At the foot of the stairs, a small group of schoolgirls mills about. Picture, asks one. Tired of my skin colour celebrity, I would rather no than yes, but homework is homework and I’m the only usual suspect in sight. I nod yes, but after I return. Another traveller might appear while I’m gone. This is, after all, a place for prayers. They smile and bow yes.
The visit is short. The church is small. Its best feature the view. Clear. Blue. Hopeful.
And there is an answer. No. Word instead has travelled and small has grown too large, and I wonder; what is the counter for Japanese schoolgirls? A shuttering? A murder? One sees me and waves and many faces turn and many hands wave. A smothering?
At the bottom, the girls crowd around in overlapping pleases and I nod a bow yes and space is created in front of some shrubbery like a painted canvass backdrop in a portrait studio.
Two sailor girls bow and say hello and I nod a bow hello in return and they smile and I smile and I stand straight and they stand on either side of me and bend at the waist and lean towards me and hold up two fingers in peace signs and we all say “chee-zu” and the camera flashes and they bow thank you and I nod you’re welcome and they skip away tittering to each other.

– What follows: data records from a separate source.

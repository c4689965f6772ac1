//! Health check handlers

use axum::{extract::State, http::StatusCode, Json};
use serde::Serialize;
use tracing::warn;

use core_kernel::HealthCheckable;

use crate::AppState;

#[derive(Serialize)]
pub struct HealthResponse {
    pub status: String,
    pub version: String,
}

/// Health check endpoint
pub async fn health_check() -> Json<HealthResponse> {
    Json(HealthResponse {
        status: "healthy".to_string(),
        version: env!("CARGO_PKG_VERSION").to_string(),
    })
}

/// Readiness check (includes the user and claim stores)
pub async fn readiness_check(
    State(state): State<AppState>,
) -> Result<Json<HealthResponse>, StatusCode> {
    let checks = [
        state.accounts.store().health_check().await,
        state.claims.store().health_check().await,
    ];

    if let Some(failed) = checks.iter().find(|c| !c.is_healthy()) {
        warn!(adapter = %failed.adapter_id, message = ?failed.message, "Readiness check failed");
        return Err(StatusCode::SERVICE_UNAVAILABLE);
    }

    Ok(Json(HealthResponse {
        status: "ready".to_string(),
        version: env!("CARGO_PKG_VERSION").to_string(),
    }))
}
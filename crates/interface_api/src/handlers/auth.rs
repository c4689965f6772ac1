//! Auth handlers

use axum::{extract::rejection::JsonRejection, extract::State, Extension, Json};
use tracing::info;

use domain_account::Credentials;

use crate::dto::auth::*;
use crate::middleware::AuthUser;
use crate::{error::ApiError, AppState};

/// Creates an account and opens a session
pub async fn register(
    State(state): State<AppState>,
    payload: Result<Json<CredentialsRequest>, JsonRejection>,
) -> Result<Json<SessionResponse>, ApiError> {
    let Json(request) = payload?;

    let user = state
        .accounts
        .register(Credentials::new(request.email, request.password))
        .await?;

    Ok(Json(SessionResponse {
        message: "User created successfully".to_string(),
        access_token: state.tokens.issue_access(user.id)?,
        refresh_token: state.tokens.issue_refresh(user.id)?,
    }))
}

/// Exchanges credentials for a session
pub async fn login(
    State(state): State<AppState>,
    payload: Result<Json<CredentialsRequest>, JsonRejection>,
) -> Result<Json<SessionResponse>, ApiError> {
    let Json(request) = payload?;

    let user = state.accounts.verify(&request.email, &request.password).await?;
    info!(user_id = %user.id, "User logged in");

    Ok(Json(SessionResponse {
        message: "Logged in successfully".to_string(),
        access_token: state.tokens.issue_access(user.id)?,
        refresh_token: state.tokens.issue_refresh(user.id)?,
    }))
}

/// Mints a new access token from a refresh token
pub async fn refresh(
    State(state): State<AppState>,
    Extension(auth): Extension<AuthUser>,
) -> Result<Json<AccessTokenResponse>, ApiError> {
    Ok(Json(AccessTokenResponse {
        access_token: state.tokens.issue_access(auth.user_id)?,
    }))
}

/// Returns the caller's email
pub async fn whoami(
    State(state): State<AppState>,
    Extension(auth): Extension<AuthUser>,
) -> Result<Json<WhoAmIResponse>, ApiError> {
    let user = state.accounts.find(auth.user_id).await?;
    Ok(Json(WhoAmIResponse { email: user.email }))
}
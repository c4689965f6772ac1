//! Ports and Adapters Infrastructure
//!
//! This module provides the foundational types for the hexagonal
//! architecture used by the domain crates.
//!
//! # Architecture Overview
//!
//! ```text
//! ┌─────────────────────────────────────────────────────────────┐
//! │                     Request Handlers                         │
//! │        (CredentialService, ClaimIntakeService)               │
//! └─────────────────────────────────────────────────────────────┘
//!                              │
//!                              ▼
//! ┌─────────────────────────────────────────────────────────────┐
//! │                      Port Traits                             │
//! │          (UserStore, ClaimStore, ObjectStore)                │
//! │   Defined in each domain, depend only on core_kernel         │
//! └─────────────────────────────────────────────────────────────┘
//!                    ▲                         ▲
//!                    │                         │
//!         ┌─────────┴─────────┐     ┌────────┴────────┐
//!         │  Database Adapter │     │ Storage Adapter  │
//!         │   (PostgreSQL)    │     │  (HTTP bucket)   │
//!         └───────────────────┘     └──────────────────┘
//! ```
//!
//! Adapters are constructed at startup and handed to the services as
//! `Arc<dyn Port>`; tests swap in the in-memory adapters from `test_utils`.

use std::fmt;
use thiserror::Error;
use serde::{Deserialize, Serialize};

/// Error type for port operations
///
/// Provides a unified error type that all port implementations must use,
/// so services handle database and storage failures the same way.
#[derive(Debug, Error)]
pub enum PortError {
    /// The requested entity was not found
    #[error("Not found: {entity_type} with id {id}")]
    NotFound {
        entity_type: String,
        id: String,
    },

    /// The operation conflicts with existing data
    #[error("Conflict: {message}")]
    Conflict {
        message: String,
    },

    /// Connection to the underlying system failed
    #[error("Connection error: {message}")]
    Connection {
        message: String,
        #[source]
        source: Option<Box<dyn std::error::Error + Send + Sync>>,
    },

    /// The external system answered with a failure
    #[error("Service unavailable: {service}: {message}")]
    ServiceUnavailable {
        service: String,
        message: String,
    },

    /// An internal error occurred
    #[error("Internal error: {message}")]
    Internal {
        message: String,
        #[source]
        source: Option<Box<dyn std::error::Error + Send + Sync>>,
    },
}

impl PortError {
    /// Creates a NotFound error
    pub fn not_found(entity_type: impl Into<String>, id: impl fmt::Display) -> Self {
        PortError::NotFound {
            entity_type: entity_type.into(),
            id: id.to_string(),
        }
    }

    /// Creates a Conflict error
    pub fn conflict(message: impl Into<String>) -> Self {
        PortError::Conflict {
            message: message.into(),
        }
    }

    /// Creates a Connection error
    pub fn connection(message: impl Into<String>) -> Self {
        PortError::Connection {
            message: message.into(),
            source: None,
        }
    }

    /// Creates a ServiceUnavailable error
    pub fn unavailable(service: impl Into<String>, message: impl Into<String>) -> Self {
        PortError::ServiceUnavailable {
            service: service.into(),
            message: message.into(),
        }
    }

    /// Creates an Internal error
    pub fn internal(message: impl Into<String>) -> Self {
        PortError::Internal {
            message: message.into(),
            source: None,
        }
    }

    /// Returns true if this error indicates the entity was not found
    pub fn is_not_found(&self) -> bool {
        matches!(self, PortError::NotFound { .. })
    }

    /// Returns true if this error is a uniqueness or integrity conflict
    pub fn is_conflict(&self) -> bool {
        matches!(self, PortError::Conflict { .. })
    }
}

/// Marker trait for all domain ports
///
/// All port traits extend this marker so they are thread-safe and can be
/// shared across request handlers.
pub trait DomainPort: Send + Sync + 'static {}

/// Health status for an adapter
#[derive(Debug, Clone, Copy, PartialEq, Eq, Serialize, Deserialize)]
#[serde(rename_all = "snake_case")]
pub enum AdapterHealth {
    /// Adapter is healthy and operational
    Healthy,
    /// Adapter is unhealthy and not operational
    Unhealthy,
}

/// Health check result for an adapter
#[derive(Debug, Clone, Serialize, Deserialize)]
pub struct HealthCheckResult {
    /// Adapter identifier
    pub adapter_id: String,
    /// Current health status
    pub status: AdapterHealth,
    /// Latency of the health check in milliseconds
    pub latency_ms: u64,
    /// Optional message with additional details
    pub message: Option<String>,
    /// Timestamp of the health check
    pub checked_at: chrono::DateTime<chrono::Utc>,
}

impl HealthCheckResult {
    pub fn healthy(adapter_id: impl Into<String>, latency_ms: u64) -> Self {
        Self {
            adapter_id: adapter_id.into(),
            status: AdapterHealth::Healthy,
            latency_ms,
            message: None,
            checked_at: chrono::Utc::now(),
        }
    }

    pub fn unhealthy(adapter_id: impl Into<String>, latency_ms: u64, message: impl Into<String>) -> Self {
        Self {
            adapter_id: adapter_id.into(),
            status: AdapterHealth::Unhealthy,
            latency_ms,
            message: Some(message.into()),
            checked_at: chrono::Utc::now(),
        }
    }

    pub fn is_healthy(&self) -> bool {
        self.status == AdapterHealth::Healthy
    }
}

/// Trait for adapters that support health checks
#[async_trait::async_trait]
pub trait HealthCheckable: Send + Sync {
    /// Performs a health check on the adapter
    ///
    /// # Returns
    ///
    /// A `HealthCheckResult` indicating the current health status
    async fn health_check(&self) -> HealthCheckResult;
}
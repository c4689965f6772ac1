//! Account Domain
//!
//! This crate owns user accounts: who may sign in and how their passwords
//! are stored.
//!
//! # Flow
//!
//! ```text
//! Credentials -> validate -> UserStore lookup -> Argon2 hash/verify -> User
//! ```
//!
//! Persistence is reached only through the [`UserStore`] port, so the
//! service runs unchanged against PostgreSQL or an in-memory store.

pub mod user;
pub mod credentials;
pub mod password;
pub mod ports;
pub mod service;
pub mod error;

pub use user::User;
pub use credentials::Credentials;
pub use password::PasswordHasher;
pub use ports::UserStore;
pub use service::CredentialService;
pub use error::AccountError;
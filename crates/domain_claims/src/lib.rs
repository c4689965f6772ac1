//! Claims Intake Domain
//!
//! This crate implements claim submission: turning a multipart form into a
//! validated claim, checking the attached images, and persisting both while
//! the images go to object storage.
//!
//! # Submission Pipeline
//!
//! ```text
//! ClaimForm -> NewClaim -> validate_files -> begin tx -> insert claim
//!           -> upload each image -> insert image rows -> commit
//! ```
//!
//! An upload failure rolls the claim row back. Objects already written to
//! the bucket are not removed; the object store has no transactions.

pub mod claim;
pub mod image;
pub mod upload;
pub mod ports;
pub mod intake;
pub mod error;

pub use claim::{Claim, ClaimForm, NewClaim};
pub use image::ClaimImage;
pub use upload::{sanitize_filename, validate_files, UploadedFile};
pub use ports::{ClaimStore, ClaimTransaction, ObjectStore};
pub use intake::{ClaimIntakeService, SubmittedClaim};
pub use error::ClaimError;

And two new girls approach and bow hello and I nod hello and I stand straight and they stand on either side of me also straight and raise two fingers in peace signs to their cheeks and we smile and say “chee-zu” and the camera flashes and they bow thank you and I nod in return and they turn away and giggle and a group of three takes their place and they bow hello and I nod back and two stand on my right and one stands on my left and they raise two fingers in peace signs and smile and we all say “chee-zu” and the camera flashes and one of the girls on the right hands her camera to the picture taker and we all smile again but without the hello bows and they raise the same two fingers in peace signs and we all say “chee-zu” and the second camera flashes and they all bow thank you except for the second camera girl who bows twice and says thank you in both English and Japanese and they giggle and titter away and a new group of three takes their place and they bow hello and I nod hello and I stand straight and smile and they each raise both hands making two peace signs and they tilt their heads and smile and show their misaligned incisors and we all say “chee-zu” and the camera flashes and they bow and in unison and say thank you in Japanese and then tentatively in English and the next group enters and they bow hello and flash peace signs and say “chee-zu” and bow thank you and giggle and say sanka-you to each other with their backs turned away from me and titter and then I stand there and smile and the next group enters and bows and peaces and “chee-zus” and the camera flashes and they bow thank you and giggle and the next group comes, and the next group, and the next group and the next group and they all come and they all go until one group bows and peaces and “chee-zus” and then loudly in unison says thank you and bows again very deeply and I realise they are the last group and the rest have all gone and I am alone. Again.
Just me and a blank canvass.
Somewhere in Japan in the following days, picture after picture after picture of me standing and smiling and smiling and standing was handed in, a teacher flipping through homework writing good, good, good across each top and wondering aloud if maybe next time there shouldn’t be an option about the Tokugawa Shogunate after all. A bonus question.
I wore big aviator glasses, although “big aviator glasses” seems redundantly obvious, like “loose-fitting Mumu” or “sensible Volvo” or “Would you like another beer?”.
And my shirt tight, the buttons decidedly Magnum, p.i. All my sides were good back then. Fashion is for the young.
I’ve never returned to Nagasaki. The students I can’t say.
We’ll always have Puccini. And The Chiffons. I love “One Fine Day”.